• _Task statement_
Should a line in the entries below contain "https", return that line.

• _Dataset entries_

________________________

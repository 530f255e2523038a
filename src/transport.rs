//! Getting requests to the model API and responses back.

//! The rendering side is single threaded: `Transport::send` returns
//! right away, and the reply continuation is later run on the
//! rendering thread. `HttpTransport` does the HTTP part on a worker
//! pool; only the request description and the response value cross
//! threads, continuations never do.

use std::{cell::{Cell, RefCell},
          collections::BTreeMap,
          sync::Arc,
          sync::mpsc::{channel, Receiver, Sender, RecvTimeoutError},
          time::{Duration, Instant}};

use anyhow::{Result, Context, anyhow};
use kstring::KString;
use scoped_thread_pool::{Pool, ThreadConfig};
use serde_json::{json, Value};

use crate::{warn, info};

pub type Params = Vec<(KString, KString)>;

#[derive(Debug, Clone, PartialEq)]
pub struct ApiRequest {
    /// Absolute, or relative to the transport's base URL.
    pub url: KString,
    pub params: Params,
}

impl ApiRequest {
    pub fn param(&self, key: &str) -> Option<&str> {
        self.params.iter()
            .find(|(k, _)| k.as_str() == key)
            .map(|(_, v)| v.as_str())
    }
}

/// Continuation receiving the response envelope.
pub type Reply = Box<dyn FnOnce(Value)>;

pub trait Transport {
    /// Issue `request` and return without waiting for it. `reply` is
    /// run at most once, with the response envelope. If the request
    /// fails, `reply` is dropped without being run.
    fn send(&self, request: ApiRequest, reply: Reply);
}

/// What a response looks like to path resolution: the body under
/// `data`, which is what makes paths like `data.models` work.
pub fn envelope(status: u16, body: Value) -> Value {
    json!({ "data": body, "status": status })
}

/// `url` as is if it's absolute, otherwise appended to `base`.
pub fn resolve_url(base: &str, url: &str) -> String {
    if url.starts_with("http://") || url.starts_with("https://") {
        url.into()
    } else {
        format!("{}/{}", base.trim_end_matches('/'), url.trim_start_matches('/'))
    }
}


// ------------------------------------------------------------------
// HTTP

struct Completion {
    id: u64,
    result: Result<(u16, Value)>,
}

struct Pending {
    request: ApiRequest,
    deadline: Instant,
    reply: Reply,
}

pub struct HttpTransport {
    base_url: String,
    timeout: Duration,
    client: reqwest::blocking::Client,
    pool: Arc<Pool>,
    tx: Sender<Completion>,
    rx: Receiver<Completion>,
    next_id: Cell<u64>,
    pending: RefCell<BTreeMap<u64, Pending>>,
}

fn fetch(
    client: &reqwest::blocking::Client,
    url: &str,
    params: &[(String, String)]
) -> Result<(u16, Value)> {
    let response = client.get(url).query(params).send()?;
    let status = response.status().as_u16();
    let body: Value = response.json().with_context(
        || anyhow!("response from {url:?} (status {status}) is not JSON"))?;
    Ok((status, body))
}

pub fn fetch_pool(workers: usize) -> Arc<Pool> {
    let cfg = ThreadConfig::new().prefix("awidget_fetch");
    Arc::new(Pool::with_thread_config(workers.max(1), cfg))
}

impl HttpTransport {
    /// `timeout` bounds every single request; a request that doesn't
    /// complete in time has its continuation dropped. The requests
    /// are run on `pool`, which may be shared between transports.
    pub fn new(base_url: &str, timeout: Duration, pool: Arc<Pool>) -> Result<Self> {
        let client = reqwest::blocking::Client::builder()
            .timeout(timeout)
            .build()?;
        let (tx, rx) = channel();
        Ok(HttpTransport {
            base_url: base_url.into(),
            timeout,
            client,
            pool,
            tx,
            rx,
            next_id: Cell::new(0),
            pending: RefCell::new(BTreeMap::new()),
        })
    }

    /// With a pool of its own.
    pub fn with_workers(base_url: &str, timeout: Duration, workers: usize) -> Result<Self> {
        Self::new(base_url, timeout, fetch_pool(workers))
    }

    pub fn in_flight(&self) -> usize {
        self.pending.borrow().len()
    }

    // Drop the continuations of all requests past their deadline.
    fn expire(&self, now: Instant) {
        let expired: Vec<u64> = self.pending.borrow().iter()
            .filter(|(_, p)| p.deadline <= now)
            .map(|(id, _)| *id)
            .collect();
        for id in expired {
            if let Some(p) = self.pending.borrow_mut().remove(&id) {
                warn!("request to {:?} {:?} timed out after {:?}, dropping it",
                      p.request.url, p.request.params, self.timeout);
            }
        }
    }

    /// Run continuations on the current thread as responses arrive,
    /// until no request is in flight anymore. Continuations may issue
    /// further requests, those are waited for, too. Returns the
    /// number of continuations run.
    pub fn drain(&self) -> usize {
        let mut delivered = 0;
        loop {
            let next_deadline = self.pending.borrow().values().map(|p| p.deadline).min();
            let next_deadline = match next_deadline {
                Some(d) => d,
                None => break,
            };
            let wait = next_deadline.saturating_duration_since(Instant::now());
            match self.rx.recv_timeout(wait) {
                Ok(Completion { id, result }) => {
                    let pending = self.pending.borrow_mut().remove(&id);
                    // `None` if it timed out already
                    if let Some(Pending { request, reply, .. }) = pending {
                        match result {
                            Ok((status, body)) => {
                                if ! (200..300).contains(&status) {
                                    warn!("status {status} from {:?} {:?}",
                                          request.url, request.params);
                                }
                                reply(envelope(status, body));
                                delivered += 1;
                            }
                            Err(e) => warn!("request to {:?} {:?} failed, dropping it: {e:#}",
                                            request.url, request.params)
                        }
                    }
                }
                Err(RecvTimeoutError::Timeout) => self.expire(Instant::now()),
                Err(RecvTimeoutError::Disconnected) =>
                    unreachable!("we are holding a sender ourselves"),
            }
        }
        delivered
    }
}

impl Transport for HttpTransport {
    fn send(&self, request: ApiRequest, reply: Reply) {
        let id = self.next_id.get();
        self.next_id.set(id + 1);
        let url = resolve_url(&self.base_url, &request.url);
        let params: Vec<(String, String)> = request.params.iter()
            .map(|(k, v)| (k.to_string(), v.to_string()))
            .collect();
        info!("GET {url} {params:?}");
        self.pending.borrow_mut().insert(id, Pending {
            request,
            deadline: Instant::now() + self.timeout,
            reply,
        });
        let client = self.client.clone();
        let tx = self.tx.clone();
        self.pool.spawn(move || {
            let result = fetch(&client, &url, &params);
            // The receiver is gone if the transport was dropped
            // meanwhile; nobody's waiting then.
            let _ = tx.send(Completion { id, result });
        });
    }
}

impl Drop for HttpTransport {
    fn drop(&mut self) {
        if Arc::strong_count(&self.pool) == 1 {
            self.pool.shutdown();
        }
    }
}


// ------------------------------------------------------------------
// Scripted responses, for tests



#[cfg(test)]
mod tests {
    use super::*;

    #[test]
    fn t_resolve_url() {
        assert_eq!(resolve_url("http://127.0.0.1:3000", "/api/"),
                   "http://127.0.0.1:3000/api/");
        assert_eq!(resolve_url("http://127.0.0.1:3000/", "api/"),
                   "http://127.0.0.1:3000/api/");
        assert_eq!(resolve_url("http://a", "https://b/api/"), "https://b/api/");
    }

    #[test]
    fn t_envelope() {
        assert_eq!(envelope(404, json!({"models": []})),
                   json!({"data": {"models": []}, "status": 404}));
    }

    #[test]
    fn t_request_param() {
        let r = ApiRequest {
            url: KString::from_static("/api/"),
            params: vec![(KString::from_static("model"), KString::from_static("widget"))],
        };
        assert_eq!(r.param("model"), Some("widget"));
        assert_eq!(r.param("filter"), None);
    }

    #[test]
    fn t_drain_without_requests() -> Result<()> {
        let t = HttpTransport::with_workers("http://127.0.0.1:9", Duration::from_millis(100), 1)?;
        assert_eq!(t.drain(), 0);
        assert_eq!(t.in_flight(), 0);
        Ok(())
    }

    #[test]
    fn t_failed_request_drops_reply() -> Result<()> {
        // Port 9 (discard) is not expected to serve HTTP on loopback.
        let t = HttpTransport::with_workers("http://127.0.0.1:9", Duration::from_millis(500), 1)?;
        let ran = std::rc::Rc::new(Cell::new(false));
        let ran2 = ran.clone();
        t.send(ApiRequest { url: KString::from_static("/api/"), params: vec![] },
               Box::new(move |_| ran2.set(true)));
        assert_eq!(t.in_flight(), 1);
        assert_eq!(t.drain(), 0);
        assert!(!ran.get());
        assert_eq!(t.in_flight(), 0);
        Ok(())
    }
}
use std::{path::PathBuf, rc::Rc, sync::{Arc, atomic::Ordering}};

use anyhow::{Result, anyhow};
use clap::Parser as ClapParser;
use awidget::{accesslog::AccessLog,
              api_server::{run_server, ApiServer, PageSite},
              config::Config,
              fixtures::Fixtures,
              io_util::{my_read_to_string, my_write_string},
              model_store::ModelStore,
              page::render_page,
              registry::WidgetRegistry,
              transport::{fetch_pool, HttpTransport},
              warn::DO_INFO};


#[derive(clap::Subcommand, Debug)]
enum Command {
    /// Serve the model API at /api/, and with --pages, the pages in
    /// that directory with their widgets rendered.
    Serve {
        /// The model store, a JSON file mapping model names to lists
        /// of objects
        #[clap(long)]
        models: PathBuf,

        #[clap(long)]
        pages: Option<PathBuf>,

        /// Listen address, overriding AWIDGET_LISTEN
        #[clap(long)]
        listen: Option<String>,
    },
    /// Render a page with its widgets, fetching from a running
    /// model API.
    Render {
        page: PathBuf,

        /// Base URL of the model API, overriding AWIDGET_API_URL
        #[clap(long)]
        api_url: Option<String>,

        /// Where to write the result; stdout if not given
        #[clap(short, long)]
        output: Option<PathBuf>,
    },
}

#[derive(clap::Parser, Debug)]
/// Declarative widgets: fetch their models and templates from a model
/// API, and render them into HTML pages.
struct Args {
    /// Print progress information (also via AWIDGET_VERBOSE)
    #[clap(short, long)]
    verbose: bool,

    /// The fixtures file describing the widgets
    #[clap(long, default_value = "demo/fixtures.json")]
    fixtures: PathBuf,

    #[clap(subcommand)]
    command: Command,
}

fn main() -> Result<()> {
    let args = Args::parse();
    let config = Config::from_env()?;
    if args.verbose || config.verbose {
        DO_INFO.store(true, Ordering::SeqCst);
    }
    let fixtures = Fixtures::load(&args.fixtures)?;

    match args.command {
        Command::Serve { models, pages, listen } => {
            let listen = listen.unwrap_or(config.listen);
            let pages = pages.map(|pages_dir| PageSite {
                pages_dir,
                fixtures: Arc::new(fixtures),
                api_base: config.api_url.clone()
                    .unwrap_or_else(|| format!("http://{listen}")),
                fetch_timeout: config.fetch_timeout,
                pool: fetch_pool(config.workers),
            });
            let server = Arc::new(ApiServer {
                store: Arc::new(ModelStore::load(&models)?),
                log: Arc::new(AccessLog::open(config.logdir.as_deref())?),
                pages,
            });
            let (addr, handle, _stop) = run_server(&listen, server)?;
            eprintln!("serving on http://{addr}/");
            handle.join().map_err(|_| anyhow!("server thread panicked"))
        }
        Command::Render { page, api_url, output } => {
            let api_url = api_url.or(config.api_url).ok_or_else(
                || anyhow!("need --api-url option or AWIDGET_API_URL env var"))?;
            let transport = Rc::new(HttpTransport::with_workers(
                &api_url, config.fetch_timeout, config.workers)?);
            let registry = WidgetRegistry::from_fixtures(transport.clone(), &fixtures)?;
            let html = render_page(&my_read_to_string(&page)?,
                                   &registry,
                                   &fixtures.settings.dom_attach_point,
                                   || transport.drain())?;
            match output {
                Some(path) => my_write_string(path, &html),
                None => {
                    print!("{html}");
                    Ok(())
                }
            }
        }
    }
}
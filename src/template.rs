//! Compiling a widget template against its render context.

//! Template languages are not this crate's business; what's here is
//! the seam (`TemplateCompiler`) plus a plain interpolating default.

use serde_json::Value;

use crate::context::RenderContext;


#[derive(thiserror::Error, Debug, PartialEq)]
pub enum TemplateError {
    #[error("unterminated `{{{{` at byte {0}")]
    Unterminated(usize),
    #[error("empty expression at byte {0}")]
    EmptyExpression(usize),
}

pub trait TemplateCompiler {
    fn compile(&self, template: &str, context: &RenderContext) -> Result<String, TemplateError>;
}


/// Append `s` to `out`, HTML-escaped.
pub fn html_escape_into(out: &mut String, s: &str) {
    for c in s.chars() {
        match c {
            '&' => out.push_str("&amp;"),
            '<' => out.push_str("&lt;"),
            '>' => out.push_str("&gt;"),
            '"' => out.push_str("&quot;"),
            '\'' => out.push_str("&#39;"),
            _ => out.push(c)
        }
    }
}

fn value_text(value: &Value) -> String {
    match value {
        Value::Null => String::new(),
        Value::String(s) => s.clone(),
        Value::Bool(b) => b.to_string(),
        Value::Number(n) => n.to_string(),
        // compact JSON
        v => v.to_string(),
    }
}

/// Replaces `{{ path }}` by the (escaped) value at `path` in the
/// context, the first path segment being a scope key. Missing values
/// give the empty string.
#[derive(Debug, Default, Clone, Copy)]
pub struct Interpolator;

impl TemplateCompiler for Interpolator {
    fn compile(&self, template: &str, context: &RenderContext) -> Result<String, TemplateError> {
        let mut out = String::with_capacity(template.len());
        let mut rest = template;
        let mut offset = 0;
        while let Some(start) = rest.find("{{") {
            out.push_str(&rest[..start]);
            let after = &rest[start + 2..];
            let end = after.find("}}").ok_or(TemplateError::Unterminated(offset + start))?;
            let expr = after[..end].trim();
            if expr.is_empty() {
                return Err(TemplateError::EmptyExpression(offset + start))
            }
            if let Some(value) = context.lookup(expr) {
                html_escape_into(&mut out, &value_text(&value));
            }
            let consumed = start + 2 + end + 2;
            offset += consumed;
            rest = &rest[consumed..];
        }
        out.push_str(rest);
        Ok(out)
    }
}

________________________

• _Written answer_
    if url.starts_with("http://") || url.starts_with("https://") {
        assert_eq!(resolve_url("http://a", "https://b/api/"), "https://b/api/");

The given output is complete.